RENFORCEMENT DES MESURES DE SANCTION
La Loi PACTE a renforcé les pouvoirs du MEF afin de mieux prévenir et sanctionner les manquements des investisseurs. Ainsi, en cas d’investissement réalisé sans autorisation préalable, le MEF peut désormais prononcer la suspension des droits de vote attachés à la fraction des actions dont la détention aurait dû faire l’objet d’une autorisation préalable ou encore interdire ou limiter la distribution de dividendes attachés auxdites actions.

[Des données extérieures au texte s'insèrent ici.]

//! Wall-clock abstraction.
//!
//! Consensus code asks a [`Clock`] for the current Unix time instead of
//! reading the system clock directly, so tests can drive time by hand.

use std::sync::atomic::{AtomicU64, Ordering};
use std::time::{Duration, SystemTime, UNIX_EPOCH};

pub trait Clock: Send + Sync {
    /// Seconds since Unix epoch.
    fn now(&self) -> u64;
}

#[derive(Clone, Copy, Debug, Default)]
pub struct SystemClock;

impl Clock for SystemClock {
    fn now(&self) -> u64 {
        SystemTime::now()
            .duration_since(UNIX_EPOCH)
            .unwrap_or_else(|_| Duration::from_secs(0))
            .as_secs()
    }
}

/// Clock that only moves when told to.
#[derive(Debug, Default)]
pub struct ManualClock {
    now: AtomicU64,
}

impl ManualClock {
    pub fn new(now: u64) -> Self {
        Self {
            now: AtomicU64::new(now),
        }
    }

    pub fn set(&self, now: u64) {
        self.now.store(now, Ordering::SeqCst);
    }

    pub fn advance(&self, secs: u64) {
        self.now.fetch_add(secs, Ordering::SeqCst);
    }
}

impl Clock for ManualClock {
    fn now(&self) -> u64 {
        self.now.load(Ordering::SeqCst)
    }
}
use serde::Deserialize;

pub use crate::types::ConsensusVariant;

/// Consensus configuration parameters.
///
/// This includes both protocol-level knobs (retarget cadence, target block
/// times) and implementation-level limits (payload bounds, rollback
/// horizon). Every node on a network must agree on the protocol-level
/// values.
#[derive(Clone, Debug, Deserialize)]
#[serde(default)]
pub struct ConsensusConfig {
    /// Which proof the chain runs on.
    pub variant: ConsensusVariant,
    /// Maximum number of transactions per block.
    pub max_block_txs: usize,
    /// Maximum summed byte length of a block's transactions.
    pub max_payload_bytes: usize,
    /// Base target of the genesis block.
    pub initial_base_target: u64,
    /// Retarget ceiling.
    pub max_base_target: u64,
    /// Work and agreement chains retarget every this many blocks.
    pub calibration_interval: u64,
    /// Target spacing of work and agreement blocks, in seconds.
    pub wanted_block_secs: u64,
    /// Target spacing of stake blocks, in seconds.
    pub stake_block_secs: u64,
    /// How far ahead of local time a stake block may be stamped.
    pub max_timestamp_skew_secs: u64,
    /// Trim horizon: derived tables keep enough history to roll back this
    /// many blocks.
    pub max_rollback: u64,
    /// Whether derived tables drop history older than the trim horizon.
    pub trim_derived_tables: bool,
    /// Trim every this many blocks.
    pub trim_frequency: u64,
    /// Re-verify every stored block when the node starts.
    pub validate_on_start: bool,
}

impl Default for ConsensusConfig {
    fn default() -> Self {
        Self {
            variant: ConsensusVariant::Work,
            max_block_txs: 255,
            max_payload_bytes: 255 * 176,
            // roughly 100k hashes per block
            initial_base_target: 184_467_440_737_095,
            max_base_target: u64::MAX / 2,
            calibration_interval: 201,
            wanted_block_secs: 60,
            stake_block_secs: 60,
            max_timestamp_skew_secs: 15,
            max_rollback: 1440,
            trim_derived_tables: true,
            trim_frequency: 1440,
            validate_on_start: false,
        }
    }
}

/// One genesis allocation.
#[derive(Clone, Debug, Deserialize)]
pub struct GenesisAllocation {
    /// 64-char hex account id, or a secret phrase whose account receives
    /// the funds.
    pub recipient: String,
    pub amount: u64,
}

/// Inputs to the deterministic genesis block.
#[derive(Clone, Debug, Deserialize)]
#[serde(default)]
pub struct GenesisConfig {
    pub creator_secret_phrase: String,
    pub timestamp: u64,
    pub allocations: Vec<GenesisAllocation>,
}

impl Default for GenesisConfig {
    fn default() -> Self {
        Self {
            creator_secret_phrase: "forgechain genesis creator".to_string(),
            timestamp: 1_700_000_000,
            allocations: vec![GenesisAllocation {
                recipient: "forgechain devnet forger".to_string(),
                amount: 1_000_000_000,
            }],
        }
    }
}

Il peut également désigner un mandataire chargé de veiller à la protection des intérêts nationaux au sein de l’entreprise cible.
Le montant des sanctions pécuniaires est également augmenté et peut désormais s’élever au maximum à la plus élevée des sommes suivantes : le double du montant de l’investissement irrégulier, 10% du chiffre d’affaires annuels hors taxes de l’entreprise cible, 5 millions d’euros pour un investisseur personne morale et 1 million d’euros pour un investisseur personne physique.
[1] LOI n° 2019-486 du 22 mai 2019 relative à la croissance et la transformation des entreprises dite « Loi PACTE ».
[2] Décret n° 2019-1590 du 31 décembre 2019 relatif aux investissements étrangers en France ; Arrêté du 31 décembre 2019 relatif aux investissements étrangers en France.
[3] Communication 2020/C 99 I/01 de la Commission européenne du 25 mars 2020 : Orientations à l’intention des Etats membres concernant les investissements directs étrangers et la libre circulation des capitaux provenant de pays tiers ainsi que la protection des actifs stratégiques européens, dans la perspective de l’application du règlement (UE) 2019/452 (règlement sur le filtrage des IDE).
[4] Arrêté du 27 avril 2020 relatif aux investissements étrangers en France ; Décret n° 2020-892 du 22 juillet 2020 et arrêté du 22 juillet 2020 relatifs à l’abaissement temporaire du seuil de contrôle des investissements étrangers dans les sociétés françaises dont les actions aux admises aux négociations sur un marché réglementé.
[5] Communication 2020/C 99 I/01 de la Commission européenne en date du 25 mars 2020.
[6] Sur le fondement de l’article L. 233-3 du Code de commerce.
[7] Sur le fondement de l’article L. 430-1 III du Code de commerce.
[8] Au sens de l’article L. 233-3 du Code de commerce.
[9] Tout investisseur autre que (i) une personne physique possédant la nationalité d’un Etat membre de l’UE ou d’un Etat partie à l’accord sur l’Espace économique européen ayant conclu une convention d’assistance administrative avec la France en vue de lutter contre la fraude et l’évasion fiscale et domiciliée dans l’un de ces Etats ou (ii) une entité dont l’ensemble des membres de la chaîne de contrôle, au sens de l’article R. 151-1 II du Code monétaire et financier, relèvent du droit de l’un de ces mêmes Etats ou en possèdent la nationalité et y sont domiciliés.
[10] Les dispositions du décret n° 2020-892 ne s’appliquent pas aux investissements réalisés dans les 10 jours ouvrés suivant sa date de publication.
[11] Analyse confirmée par le Conseil d’Etat dans une décision du 3 avril 2020 (n° 422580) rendue sous la réglementation antérieure.
[12] Décret n° 2020-892 du 22 juillet 2020 et arrêté du 22 juillet 2020.